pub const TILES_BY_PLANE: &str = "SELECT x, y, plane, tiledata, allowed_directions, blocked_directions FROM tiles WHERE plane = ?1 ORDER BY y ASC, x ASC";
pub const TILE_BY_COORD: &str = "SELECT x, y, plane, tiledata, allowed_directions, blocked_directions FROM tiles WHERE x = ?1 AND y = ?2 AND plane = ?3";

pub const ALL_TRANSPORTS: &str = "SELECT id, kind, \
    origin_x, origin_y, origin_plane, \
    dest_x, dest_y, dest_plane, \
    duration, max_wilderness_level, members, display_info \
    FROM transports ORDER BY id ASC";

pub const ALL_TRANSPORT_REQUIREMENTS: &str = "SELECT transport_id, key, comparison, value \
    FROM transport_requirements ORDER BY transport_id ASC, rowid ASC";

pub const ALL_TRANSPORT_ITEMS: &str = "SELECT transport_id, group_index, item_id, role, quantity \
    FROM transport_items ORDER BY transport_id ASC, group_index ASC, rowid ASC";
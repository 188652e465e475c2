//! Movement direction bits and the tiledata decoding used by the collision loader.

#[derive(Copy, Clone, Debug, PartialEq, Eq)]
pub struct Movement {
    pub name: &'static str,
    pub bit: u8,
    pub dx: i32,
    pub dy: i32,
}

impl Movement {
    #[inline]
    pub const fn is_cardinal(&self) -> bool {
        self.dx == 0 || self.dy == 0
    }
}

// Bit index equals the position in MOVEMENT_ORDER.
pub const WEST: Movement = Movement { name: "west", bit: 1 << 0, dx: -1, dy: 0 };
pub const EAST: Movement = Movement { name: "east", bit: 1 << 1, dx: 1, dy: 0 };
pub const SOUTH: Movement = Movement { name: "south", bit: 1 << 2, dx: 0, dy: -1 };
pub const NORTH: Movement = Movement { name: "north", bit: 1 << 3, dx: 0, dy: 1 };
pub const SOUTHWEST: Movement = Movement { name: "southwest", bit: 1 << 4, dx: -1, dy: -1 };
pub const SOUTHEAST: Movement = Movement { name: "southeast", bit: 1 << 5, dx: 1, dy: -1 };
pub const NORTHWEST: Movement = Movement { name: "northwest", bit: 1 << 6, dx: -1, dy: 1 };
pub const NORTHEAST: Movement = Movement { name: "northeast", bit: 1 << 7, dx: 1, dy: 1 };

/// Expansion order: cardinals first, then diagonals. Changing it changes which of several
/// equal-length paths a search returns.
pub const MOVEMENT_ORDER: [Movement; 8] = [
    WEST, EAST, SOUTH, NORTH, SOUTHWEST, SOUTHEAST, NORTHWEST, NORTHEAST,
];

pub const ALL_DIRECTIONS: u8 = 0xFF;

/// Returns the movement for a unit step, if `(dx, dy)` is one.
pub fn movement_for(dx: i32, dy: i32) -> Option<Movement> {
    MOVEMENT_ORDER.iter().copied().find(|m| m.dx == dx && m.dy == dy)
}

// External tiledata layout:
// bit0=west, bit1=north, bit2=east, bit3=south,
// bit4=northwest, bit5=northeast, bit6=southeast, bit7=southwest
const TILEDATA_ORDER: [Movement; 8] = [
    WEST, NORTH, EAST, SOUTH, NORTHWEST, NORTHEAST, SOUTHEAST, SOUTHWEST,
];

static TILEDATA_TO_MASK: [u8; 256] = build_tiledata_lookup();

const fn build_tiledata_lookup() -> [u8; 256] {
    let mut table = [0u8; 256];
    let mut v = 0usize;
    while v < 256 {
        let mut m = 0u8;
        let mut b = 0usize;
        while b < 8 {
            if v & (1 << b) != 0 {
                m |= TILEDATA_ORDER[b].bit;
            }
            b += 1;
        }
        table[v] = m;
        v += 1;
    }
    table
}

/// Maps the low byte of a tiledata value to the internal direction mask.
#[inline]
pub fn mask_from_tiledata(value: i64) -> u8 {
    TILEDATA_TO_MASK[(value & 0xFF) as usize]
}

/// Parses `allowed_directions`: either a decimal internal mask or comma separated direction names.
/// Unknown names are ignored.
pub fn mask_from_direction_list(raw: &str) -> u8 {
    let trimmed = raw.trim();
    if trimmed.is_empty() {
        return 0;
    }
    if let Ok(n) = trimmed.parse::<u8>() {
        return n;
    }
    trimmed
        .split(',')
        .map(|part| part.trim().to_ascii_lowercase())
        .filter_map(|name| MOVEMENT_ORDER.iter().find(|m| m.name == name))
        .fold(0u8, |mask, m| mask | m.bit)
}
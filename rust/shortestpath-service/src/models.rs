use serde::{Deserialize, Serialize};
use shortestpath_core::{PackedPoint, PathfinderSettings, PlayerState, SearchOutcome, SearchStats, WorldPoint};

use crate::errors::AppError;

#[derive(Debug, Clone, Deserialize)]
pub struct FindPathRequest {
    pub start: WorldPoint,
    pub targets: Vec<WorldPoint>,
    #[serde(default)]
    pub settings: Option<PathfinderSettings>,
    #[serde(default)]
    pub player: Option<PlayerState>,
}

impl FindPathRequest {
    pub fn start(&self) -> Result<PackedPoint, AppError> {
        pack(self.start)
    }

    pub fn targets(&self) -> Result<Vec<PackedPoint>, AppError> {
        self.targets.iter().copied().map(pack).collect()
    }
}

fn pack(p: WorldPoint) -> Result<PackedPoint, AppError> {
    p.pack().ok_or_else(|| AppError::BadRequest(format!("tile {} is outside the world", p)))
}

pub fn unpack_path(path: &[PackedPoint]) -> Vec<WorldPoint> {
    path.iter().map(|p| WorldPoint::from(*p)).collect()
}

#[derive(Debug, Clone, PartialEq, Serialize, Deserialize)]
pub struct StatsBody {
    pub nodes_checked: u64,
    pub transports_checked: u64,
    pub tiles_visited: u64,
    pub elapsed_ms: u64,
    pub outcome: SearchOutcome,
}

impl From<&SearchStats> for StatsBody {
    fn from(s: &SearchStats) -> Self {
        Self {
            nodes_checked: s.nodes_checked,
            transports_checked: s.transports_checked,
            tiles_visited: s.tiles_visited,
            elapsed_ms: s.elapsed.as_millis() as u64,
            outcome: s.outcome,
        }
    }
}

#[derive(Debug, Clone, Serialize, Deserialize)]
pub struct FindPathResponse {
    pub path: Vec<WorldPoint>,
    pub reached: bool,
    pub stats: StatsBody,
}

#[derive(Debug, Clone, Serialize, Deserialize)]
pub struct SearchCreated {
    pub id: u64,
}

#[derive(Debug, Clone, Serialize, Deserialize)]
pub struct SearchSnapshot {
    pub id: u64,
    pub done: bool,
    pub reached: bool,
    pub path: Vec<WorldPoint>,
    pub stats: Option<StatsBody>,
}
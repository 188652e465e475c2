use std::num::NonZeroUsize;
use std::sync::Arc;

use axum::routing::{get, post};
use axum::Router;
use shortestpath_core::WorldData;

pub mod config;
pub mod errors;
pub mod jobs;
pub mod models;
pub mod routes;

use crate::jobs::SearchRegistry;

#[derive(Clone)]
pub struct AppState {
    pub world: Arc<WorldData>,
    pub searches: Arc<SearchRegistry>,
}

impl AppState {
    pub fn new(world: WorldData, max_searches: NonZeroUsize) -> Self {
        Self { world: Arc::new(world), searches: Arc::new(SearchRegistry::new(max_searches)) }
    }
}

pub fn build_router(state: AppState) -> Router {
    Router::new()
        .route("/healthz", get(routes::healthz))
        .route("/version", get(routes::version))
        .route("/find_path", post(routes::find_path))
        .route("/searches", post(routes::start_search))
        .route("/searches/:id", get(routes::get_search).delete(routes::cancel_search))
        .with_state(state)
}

######

- _GOAL OF THE EXERCISE_
Throughout the material above, find lines holding the word "Clone", then copy them.

- _ANSWER TO THIS EXERCISE_
#[derive(Copy, Clone, Debug, PartialEq, Eq)]
#[derive(Debug, Clone, Deserialize)]
#[derive(Debug, Clone, PartialEq, Serialize, Deserialize)]
#[derive(Debug, Clone, Serialize, Deserialize)]
#[derive(Debug, Clone, Serialize, Deserialize)]
#[derive(Debug, Clone, Serialize, Deserialize)]
#[derive(Clone)]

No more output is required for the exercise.